• [EXERCISE DESCRIPTION]: Where "finished" occurs in a line of the entries below, copy that line.
[STUDY MATERIAL Boundary: Start]
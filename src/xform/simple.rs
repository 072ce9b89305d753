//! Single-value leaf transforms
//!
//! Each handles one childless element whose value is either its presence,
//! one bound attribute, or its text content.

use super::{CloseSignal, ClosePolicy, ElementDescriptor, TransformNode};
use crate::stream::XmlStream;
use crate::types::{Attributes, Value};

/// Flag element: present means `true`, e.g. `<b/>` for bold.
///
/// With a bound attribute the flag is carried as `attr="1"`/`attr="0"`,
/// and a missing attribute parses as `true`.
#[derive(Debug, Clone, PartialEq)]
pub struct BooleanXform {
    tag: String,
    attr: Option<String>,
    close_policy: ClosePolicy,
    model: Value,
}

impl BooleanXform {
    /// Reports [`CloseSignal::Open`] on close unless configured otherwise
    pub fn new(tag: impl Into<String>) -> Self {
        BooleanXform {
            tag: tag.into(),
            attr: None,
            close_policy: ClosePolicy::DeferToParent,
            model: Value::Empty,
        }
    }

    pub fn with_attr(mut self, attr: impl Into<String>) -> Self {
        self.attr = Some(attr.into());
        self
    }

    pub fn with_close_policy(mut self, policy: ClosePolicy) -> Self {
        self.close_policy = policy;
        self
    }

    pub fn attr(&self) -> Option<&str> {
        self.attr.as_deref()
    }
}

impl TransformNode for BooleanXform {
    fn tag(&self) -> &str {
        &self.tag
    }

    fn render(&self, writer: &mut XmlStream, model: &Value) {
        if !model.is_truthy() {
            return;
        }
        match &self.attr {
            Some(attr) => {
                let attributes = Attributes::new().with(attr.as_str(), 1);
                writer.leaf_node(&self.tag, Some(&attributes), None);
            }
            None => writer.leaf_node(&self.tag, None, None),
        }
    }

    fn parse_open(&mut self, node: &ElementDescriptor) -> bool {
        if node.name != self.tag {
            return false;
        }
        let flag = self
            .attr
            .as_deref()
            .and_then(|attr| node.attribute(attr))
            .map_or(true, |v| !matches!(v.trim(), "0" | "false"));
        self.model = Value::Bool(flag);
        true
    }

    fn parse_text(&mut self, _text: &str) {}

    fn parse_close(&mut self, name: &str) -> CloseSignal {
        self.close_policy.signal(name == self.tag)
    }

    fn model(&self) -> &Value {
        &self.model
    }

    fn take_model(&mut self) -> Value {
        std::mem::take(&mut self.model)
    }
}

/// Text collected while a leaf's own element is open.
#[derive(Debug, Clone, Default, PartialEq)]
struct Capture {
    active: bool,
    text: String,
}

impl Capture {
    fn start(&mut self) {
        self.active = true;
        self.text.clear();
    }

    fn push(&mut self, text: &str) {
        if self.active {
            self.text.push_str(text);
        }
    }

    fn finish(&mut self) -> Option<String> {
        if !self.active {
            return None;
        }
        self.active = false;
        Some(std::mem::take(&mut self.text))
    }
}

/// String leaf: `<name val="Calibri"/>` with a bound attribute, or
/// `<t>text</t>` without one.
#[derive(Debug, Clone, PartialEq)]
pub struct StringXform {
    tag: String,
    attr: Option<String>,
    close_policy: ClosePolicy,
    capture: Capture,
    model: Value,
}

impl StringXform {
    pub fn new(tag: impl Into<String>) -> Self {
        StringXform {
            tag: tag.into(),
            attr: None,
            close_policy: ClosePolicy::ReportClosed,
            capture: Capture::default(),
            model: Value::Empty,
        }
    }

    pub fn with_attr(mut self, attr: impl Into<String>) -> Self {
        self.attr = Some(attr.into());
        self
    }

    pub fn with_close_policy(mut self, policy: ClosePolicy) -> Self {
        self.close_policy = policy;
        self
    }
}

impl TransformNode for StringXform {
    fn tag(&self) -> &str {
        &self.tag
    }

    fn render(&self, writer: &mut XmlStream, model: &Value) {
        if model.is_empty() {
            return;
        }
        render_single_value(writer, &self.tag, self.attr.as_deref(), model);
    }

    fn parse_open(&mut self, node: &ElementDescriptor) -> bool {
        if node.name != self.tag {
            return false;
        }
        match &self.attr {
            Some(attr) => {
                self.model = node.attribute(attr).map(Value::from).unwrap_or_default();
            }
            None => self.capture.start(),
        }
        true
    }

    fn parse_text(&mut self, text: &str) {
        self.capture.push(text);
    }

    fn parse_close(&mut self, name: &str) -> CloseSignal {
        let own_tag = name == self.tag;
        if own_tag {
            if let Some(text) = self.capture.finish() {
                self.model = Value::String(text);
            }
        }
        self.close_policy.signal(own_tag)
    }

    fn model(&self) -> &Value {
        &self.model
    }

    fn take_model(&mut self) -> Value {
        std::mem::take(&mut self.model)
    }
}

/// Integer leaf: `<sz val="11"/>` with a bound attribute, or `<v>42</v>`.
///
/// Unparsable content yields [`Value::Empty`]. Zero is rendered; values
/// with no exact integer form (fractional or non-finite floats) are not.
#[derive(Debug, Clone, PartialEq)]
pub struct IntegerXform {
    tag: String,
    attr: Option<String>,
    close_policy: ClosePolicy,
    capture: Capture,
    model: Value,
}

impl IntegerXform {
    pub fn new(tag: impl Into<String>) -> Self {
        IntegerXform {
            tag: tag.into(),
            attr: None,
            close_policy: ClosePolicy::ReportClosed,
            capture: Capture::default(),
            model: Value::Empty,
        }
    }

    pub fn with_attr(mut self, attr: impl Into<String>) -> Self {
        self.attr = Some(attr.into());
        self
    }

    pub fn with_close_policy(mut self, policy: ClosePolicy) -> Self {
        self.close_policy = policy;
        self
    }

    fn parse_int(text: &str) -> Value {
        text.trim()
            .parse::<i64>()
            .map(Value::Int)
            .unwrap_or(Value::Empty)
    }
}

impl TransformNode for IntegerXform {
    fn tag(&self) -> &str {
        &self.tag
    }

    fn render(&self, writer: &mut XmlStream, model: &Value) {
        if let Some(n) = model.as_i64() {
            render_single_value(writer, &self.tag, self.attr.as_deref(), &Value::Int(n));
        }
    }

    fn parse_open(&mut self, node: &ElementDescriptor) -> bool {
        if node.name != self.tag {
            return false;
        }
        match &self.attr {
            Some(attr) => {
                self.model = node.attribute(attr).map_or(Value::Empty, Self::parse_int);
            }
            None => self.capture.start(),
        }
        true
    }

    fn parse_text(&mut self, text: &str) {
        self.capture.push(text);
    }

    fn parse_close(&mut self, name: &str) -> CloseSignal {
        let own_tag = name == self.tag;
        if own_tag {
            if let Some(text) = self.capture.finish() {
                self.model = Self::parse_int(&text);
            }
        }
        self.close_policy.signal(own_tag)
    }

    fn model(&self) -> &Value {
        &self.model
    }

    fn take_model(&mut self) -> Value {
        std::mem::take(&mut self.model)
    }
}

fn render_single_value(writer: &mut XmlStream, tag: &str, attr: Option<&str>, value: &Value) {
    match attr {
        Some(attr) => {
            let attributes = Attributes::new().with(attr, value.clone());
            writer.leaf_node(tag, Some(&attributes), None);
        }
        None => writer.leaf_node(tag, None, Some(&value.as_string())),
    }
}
[STUDY MATERIAL Boundary: End]
[STUDY MATERIAL Boundary: Start]
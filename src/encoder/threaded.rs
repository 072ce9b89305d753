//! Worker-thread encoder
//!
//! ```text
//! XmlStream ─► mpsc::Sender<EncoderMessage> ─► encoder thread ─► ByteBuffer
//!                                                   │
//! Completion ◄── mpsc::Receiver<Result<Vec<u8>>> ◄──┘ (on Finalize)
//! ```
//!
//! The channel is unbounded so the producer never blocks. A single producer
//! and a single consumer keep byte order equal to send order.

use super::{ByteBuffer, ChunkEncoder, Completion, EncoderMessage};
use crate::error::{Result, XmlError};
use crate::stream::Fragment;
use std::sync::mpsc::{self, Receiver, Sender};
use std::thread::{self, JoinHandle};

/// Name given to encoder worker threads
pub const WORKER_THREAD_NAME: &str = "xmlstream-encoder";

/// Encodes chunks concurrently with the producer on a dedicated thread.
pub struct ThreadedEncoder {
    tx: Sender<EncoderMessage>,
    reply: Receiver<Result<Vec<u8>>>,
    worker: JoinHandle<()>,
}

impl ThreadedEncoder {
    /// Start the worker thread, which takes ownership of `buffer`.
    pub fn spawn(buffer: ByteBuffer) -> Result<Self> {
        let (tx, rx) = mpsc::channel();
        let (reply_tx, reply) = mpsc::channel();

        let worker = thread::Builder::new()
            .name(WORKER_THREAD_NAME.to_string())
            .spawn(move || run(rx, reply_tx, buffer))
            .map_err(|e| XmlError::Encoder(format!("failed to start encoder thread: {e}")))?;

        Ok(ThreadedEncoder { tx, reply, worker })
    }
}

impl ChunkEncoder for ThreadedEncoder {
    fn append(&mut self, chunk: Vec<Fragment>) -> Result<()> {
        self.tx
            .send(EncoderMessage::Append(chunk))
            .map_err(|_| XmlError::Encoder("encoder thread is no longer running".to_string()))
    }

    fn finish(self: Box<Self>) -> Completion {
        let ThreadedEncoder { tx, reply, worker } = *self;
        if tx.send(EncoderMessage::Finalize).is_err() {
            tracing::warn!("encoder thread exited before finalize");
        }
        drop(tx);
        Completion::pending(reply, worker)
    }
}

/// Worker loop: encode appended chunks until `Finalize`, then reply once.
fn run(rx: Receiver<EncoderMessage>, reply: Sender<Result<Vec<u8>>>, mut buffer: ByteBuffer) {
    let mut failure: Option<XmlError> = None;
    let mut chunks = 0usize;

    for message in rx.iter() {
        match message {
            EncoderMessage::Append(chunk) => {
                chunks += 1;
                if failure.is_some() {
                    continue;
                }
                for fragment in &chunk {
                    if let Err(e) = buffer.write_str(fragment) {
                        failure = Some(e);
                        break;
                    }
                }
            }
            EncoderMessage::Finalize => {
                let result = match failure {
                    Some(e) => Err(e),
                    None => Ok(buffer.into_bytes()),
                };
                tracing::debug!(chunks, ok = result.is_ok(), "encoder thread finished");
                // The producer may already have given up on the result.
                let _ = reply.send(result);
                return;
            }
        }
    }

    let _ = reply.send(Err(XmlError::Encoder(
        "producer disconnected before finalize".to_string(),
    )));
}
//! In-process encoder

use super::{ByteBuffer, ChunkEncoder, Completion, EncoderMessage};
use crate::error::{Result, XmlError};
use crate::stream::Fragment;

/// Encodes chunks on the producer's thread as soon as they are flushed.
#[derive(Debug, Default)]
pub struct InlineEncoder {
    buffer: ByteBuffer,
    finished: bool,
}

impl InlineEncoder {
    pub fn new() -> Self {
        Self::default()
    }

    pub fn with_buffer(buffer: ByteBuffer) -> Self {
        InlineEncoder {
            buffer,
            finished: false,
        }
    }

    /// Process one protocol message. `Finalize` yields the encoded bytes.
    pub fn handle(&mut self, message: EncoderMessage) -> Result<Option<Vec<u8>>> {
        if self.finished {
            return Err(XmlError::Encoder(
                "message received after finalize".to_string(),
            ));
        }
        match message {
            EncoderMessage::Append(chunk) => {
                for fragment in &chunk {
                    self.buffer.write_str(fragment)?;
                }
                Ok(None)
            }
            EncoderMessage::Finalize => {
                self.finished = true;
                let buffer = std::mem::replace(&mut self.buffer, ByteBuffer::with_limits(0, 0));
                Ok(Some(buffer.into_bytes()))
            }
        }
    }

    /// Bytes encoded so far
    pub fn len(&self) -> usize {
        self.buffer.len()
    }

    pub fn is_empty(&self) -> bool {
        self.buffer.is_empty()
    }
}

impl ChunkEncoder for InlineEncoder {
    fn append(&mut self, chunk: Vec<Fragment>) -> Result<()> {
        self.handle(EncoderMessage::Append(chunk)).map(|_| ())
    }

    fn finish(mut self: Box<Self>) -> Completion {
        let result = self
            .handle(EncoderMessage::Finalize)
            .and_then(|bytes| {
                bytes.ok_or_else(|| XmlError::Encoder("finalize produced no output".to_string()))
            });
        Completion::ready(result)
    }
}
[STUDY MATERIAL Boundary: End]
[STUDY MATERIAL Boundary: Start]
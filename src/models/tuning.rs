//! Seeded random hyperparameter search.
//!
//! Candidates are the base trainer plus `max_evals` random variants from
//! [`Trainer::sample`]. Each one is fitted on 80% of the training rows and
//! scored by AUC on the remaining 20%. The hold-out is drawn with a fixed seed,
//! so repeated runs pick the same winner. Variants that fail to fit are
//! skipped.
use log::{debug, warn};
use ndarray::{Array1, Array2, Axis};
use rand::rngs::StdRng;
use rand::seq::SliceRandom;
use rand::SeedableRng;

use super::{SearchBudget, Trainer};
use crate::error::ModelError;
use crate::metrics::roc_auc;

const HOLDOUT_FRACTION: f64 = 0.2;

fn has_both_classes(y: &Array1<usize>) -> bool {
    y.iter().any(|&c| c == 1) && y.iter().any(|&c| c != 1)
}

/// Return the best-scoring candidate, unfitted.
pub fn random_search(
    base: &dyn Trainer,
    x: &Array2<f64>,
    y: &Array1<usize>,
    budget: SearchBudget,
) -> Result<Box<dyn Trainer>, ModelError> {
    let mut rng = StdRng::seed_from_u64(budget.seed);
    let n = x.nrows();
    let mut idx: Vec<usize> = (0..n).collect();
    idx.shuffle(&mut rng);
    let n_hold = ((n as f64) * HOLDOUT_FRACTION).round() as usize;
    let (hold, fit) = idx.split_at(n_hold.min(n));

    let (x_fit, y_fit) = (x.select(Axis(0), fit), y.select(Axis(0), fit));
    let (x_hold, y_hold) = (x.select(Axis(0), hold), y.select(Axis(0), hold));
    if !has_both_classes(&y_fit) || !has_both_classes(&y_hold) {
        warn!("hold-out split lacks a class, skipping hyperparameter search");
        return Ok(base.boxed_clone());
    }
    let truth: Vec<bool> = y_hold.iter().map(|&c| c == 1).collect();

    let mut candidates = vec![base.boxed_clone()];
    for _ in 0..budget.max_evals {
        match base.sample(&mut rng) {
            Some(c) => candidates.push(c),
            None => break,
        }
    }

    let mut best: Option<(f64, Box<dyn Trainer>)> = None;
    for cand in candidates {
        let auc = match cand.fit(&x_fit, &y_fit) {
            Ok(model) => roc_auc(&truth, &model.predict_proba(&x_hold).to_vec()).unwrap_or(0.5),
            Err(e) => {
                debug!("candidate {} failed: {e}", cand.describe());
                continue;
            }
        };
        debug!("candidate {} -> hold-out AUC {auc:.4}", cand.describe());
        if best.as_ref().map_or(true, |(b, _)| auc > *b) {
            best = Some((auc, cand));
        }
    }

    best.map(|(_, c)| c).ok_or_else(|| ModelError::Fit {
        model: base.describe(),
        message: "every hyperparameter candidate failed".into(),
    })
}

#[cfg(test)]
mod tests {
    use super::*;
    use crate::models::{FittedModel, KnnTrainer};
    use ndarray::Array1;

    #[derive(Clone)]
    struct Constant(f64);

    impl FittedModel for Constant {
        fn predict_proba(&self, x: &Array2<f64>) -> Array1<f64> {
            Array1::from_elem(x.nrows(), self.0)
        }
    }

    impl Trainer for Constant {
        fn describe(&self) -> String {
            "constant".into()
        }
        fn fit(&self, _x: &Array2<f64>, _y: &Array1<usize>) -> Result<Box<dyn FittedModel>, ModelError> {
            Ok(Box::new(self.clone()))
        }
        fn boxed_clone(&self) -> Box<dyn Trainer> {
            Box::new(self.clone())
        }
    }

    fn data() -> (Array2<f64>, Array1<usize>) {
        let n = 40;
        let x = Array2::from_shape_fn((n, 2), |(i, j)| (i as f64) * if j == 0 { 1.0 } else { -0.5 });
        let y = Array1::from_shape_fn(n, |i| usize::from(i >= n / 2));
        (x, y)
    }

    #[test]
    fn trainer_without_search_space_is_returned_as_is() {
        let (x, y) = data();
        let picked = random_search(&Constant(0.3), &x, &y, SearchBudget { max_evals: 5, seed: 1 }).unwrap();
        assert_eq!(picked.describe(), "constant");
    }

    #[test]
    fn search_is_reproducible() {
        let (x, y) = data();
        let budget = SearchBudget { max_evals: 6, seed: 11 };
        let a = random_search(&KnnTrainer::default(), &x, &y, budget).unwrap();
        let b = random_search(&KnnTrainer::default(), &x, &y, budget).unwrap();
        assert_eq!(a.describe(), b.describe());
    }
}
[STUDY MATERIAL Boundary: End]
• [YOUR RESPONSE]:
                tracing::debug!(chunks, ok = result.is_ok(), "encoder thread finished");
    finished: bool,
            finished: false,
        if self.finished {
                self.finished = true;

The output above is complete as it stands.